How We Fight for Our Lives
Page 6
I found myself wishing the man had a mirror in his bedroom so that I could see—really see—the body that had gotten me here. I had never paid my body much mind. I didn’t have the body of an athlete or an outcast. It was just… mine. Not the kind of body people praised or remarked upon, really. But now, pressing myself into the bed’s many pillows, I felt my body and realized that my body could be a passport or a key, maybe even a weapon. A body like a brick thrown through a sleeping house’s window. I got hard then just thinking about all the things I would be able to do with myself.
After finishing his shower, the man stepped back into the bedroom without a towel on and saw me rubbing my chest with one hand while holding the picture frame with the other. With a smile that was almost disturbing in its effectiveness, he pushed me back onto the bed while taking the photograph away from me. He turned it facedown on the nightstand then set upon me like the sunlight itself.
9MAY 2004
LEWISVILLE, TEXAS
I had just gotten into bed when I heard my mother call my name from her side of the apartment. I ignored her.

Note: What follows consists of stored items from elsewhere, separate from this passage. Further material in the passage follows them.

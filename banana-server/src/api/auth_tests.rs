use axum::http::StatusCode;
use serde_json::{json, Value};
use wiremock::matchers::{method, path};
use wiremock::{Mock, MockServer, ResponseTemplate};

use banana_core::config::{AppConfig, SupabaseConfig};

use crate::test_helpers::test_server;

fn auth_config(provider_url: &str) -> AppConfig {
    AppConfig {
        supabase: SupabaseConfig {
            url: Some(provider_url.to_string()),
            anon_key: Some("anon-key".to_string()),
        },
        ..Default::default()
    }
}

#[tokio::test]
async fn sign_in_redirects_to_provider_authorize_url() {
    let server = test_server(auth_config("https://project.supabase.co"));

    let response = server.get("/auth/sign-in").add_query_param("next", "/pricing").await;

    assert_eq!(response.status_code(), StatusCode::TEMPORARY_REDIRECT);
    let location = response.headers().get("location").unwrap().to_str().unwrap();
    assert!(location.starts_with("https://project.supabase.co/auth/v1/authorize?"));
    assert!(location.contains("provider=google"));
    assert!(location.contains("redirect_to="));
    assert!(location.contains("auth%2Fcallback"));
}

#[tokio::test]
async fn sign_in_without_provider_is_500() {
    let server = test_server(AppConfig::default());

    let response = server.get("/auth/sign-in").await;

    assert_eq!(response.status_code(), StatusCode::INTERNAL_SERVER_ERROR);
    let body: Value = response.json();
    assert_eq!(body["error"], "Missing SUPABASE_URL");
}

#[tokio::test]
async fn callback_without_code_redirects_home() {
    let server = test_server(auth_config("https://project.supabase.co"));

    let response = server.get("/auth/callback").await;

    assert_eq!(response.status_code(), StatusCode::TEMPORARY_REDIRECT);
    assert_eq!(response.headers().get("location").unwrap(), "/");
}

#[tokio::test]
async fn callback_exchanges_code_and_sets_session_cookies() {
    let provider = MockServer::start().await;
    Mock::given(method("POST"))
        .and(path("/auth/v1/token"))
        .respond_with(ResponseTemplate::new(200).set_body_json(json!({
            "access_token": "at-123",
            "refresh_token": "rt-456"
        })))
        .expect(1)
        .mount(&provider)
        .await;

    let server = test_server(auth_config(&provider.uri()));

    let response = server
        .get("/auth/callback")
        .add_query_param("code", "oauth-code")
        .add_query_param("next", "/pricing")
        .await;

    assert_eq!(response.status_code(), StatusCode::TEMPORARY_REDIRECT);
    assert_eq!(response.headers().get("location").unwrap(), "/pricing");

    let cookies: Vec<&str> = response
        .headers()
        .get_all("set-cookie")
        .iter()
        .map(|v| v.to_str().unwrap())
        .collect();
    assert!(cookies.iter().any(|c| c.starts_with("sb-access-token=at-123") && c.contains("HttpOnly")));
    assert!(cookies.iter().any(|c| c.starts_with("sb-refresh-token=rt-456")));
}

#[tokio::test]
async fn failed_exchange_is_500() {
    let provider = MockServer::start().await;
    Mock::given(method("POST"))
        .and(path("/auth/v1/token"))
        .respond_with(ResponseTemplate::new(400).set_body_string("invalid code"))
        .mount(&provider)
        .await;

    let server = test_server(auth_config(&provider.uri()));

    let response = server.get("/auth/callback").add_query_param("code", "bad").await;

    assert_eq!(response.status_code(), StatusCode::INTERNAL_SERVER_ERROR);
    let body: Value = response.json();
    assert!(body["error"].as_str().unwrap().contains("code exchange failed"));
}

#[tokio::test]
async fn sign_out_clears_cookies_and_redirects_home() {
    let server = test_server(AppConfig::default());

    let response = server
        .post("/auth/sign-out")
        .add_header(
            axum::http::header::COOKIE,
            axum::http::HeaderValue::from_static("sb-access-token=at-123"),
        )
        .await;

    assert_eq!(response.status_code(), StatusCode::SEE_OTHER);
    assert_eq!(response.headers().get("location").unwrap(), "/");

    let cookies: Vec<&str> = response
        .headers()
        .get_all("set-cookie")
        .iter()
        .map(|v| v.to_str().unwrap())
        .collect();
    assert!(cookies.iter().any(|c| c.starts_with("sb-access-token=;") && c.contains("Max-Age=0")));
    assert!(cookies.iter().any(|c| c.starts_with("sb-refresh-token=;") && c.contains("Max-Age=0")));
}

Every few nights lately, she’d been having nightmares that usually ended in her screaming out my uncle’s name in the dark. “Albert,” she’d yell with her eyes closed. “Albert,” as she tossed and turned on her pillow. She sounded like she was a little girl again, trying to wake up her big brother. But whenever I shook her awake, she’d stare at me without seeing me, her face streaked with tears, then fall back asleep instantly. When I would ask her about these episodes in the morning, she’d have no memory of them.
The second time she said my name this evening, she sounded closer, like she was out of bed. Her voice was strange, somehow soft and raw at once. I jumped out of bed, scaring Kingsley.
I could barely make out her silhouette in the dark living room. The image stunned me into silence. Wearing her black housedress, she was half crawling, holding on to the back of the couch as she slowly pulled herself toward me.
“Saeed,” she rasped, “I can’t breathe. Call 911.”
I ran to the phone, watching as my mother slid back down to the carpet. She settled into an awkward kneel. The dog, calm for once, sat with her while I spoke to the dispatcher. An ambulance’s red and blue lights soon lit up the apartment complex’s parking lot.
I put Kingsley back in my bedroom and watched the paramedics give my mother an oxygen mask. They tested her pulse and blood pressure, quickly and calmly. By chance, they had her sitting in the chair facing our altar. Having these two white men in our home, inspecting my rasping mother as she sat in her threadbare housedress, made me feel dizzy. I sat down on the couch to still myself.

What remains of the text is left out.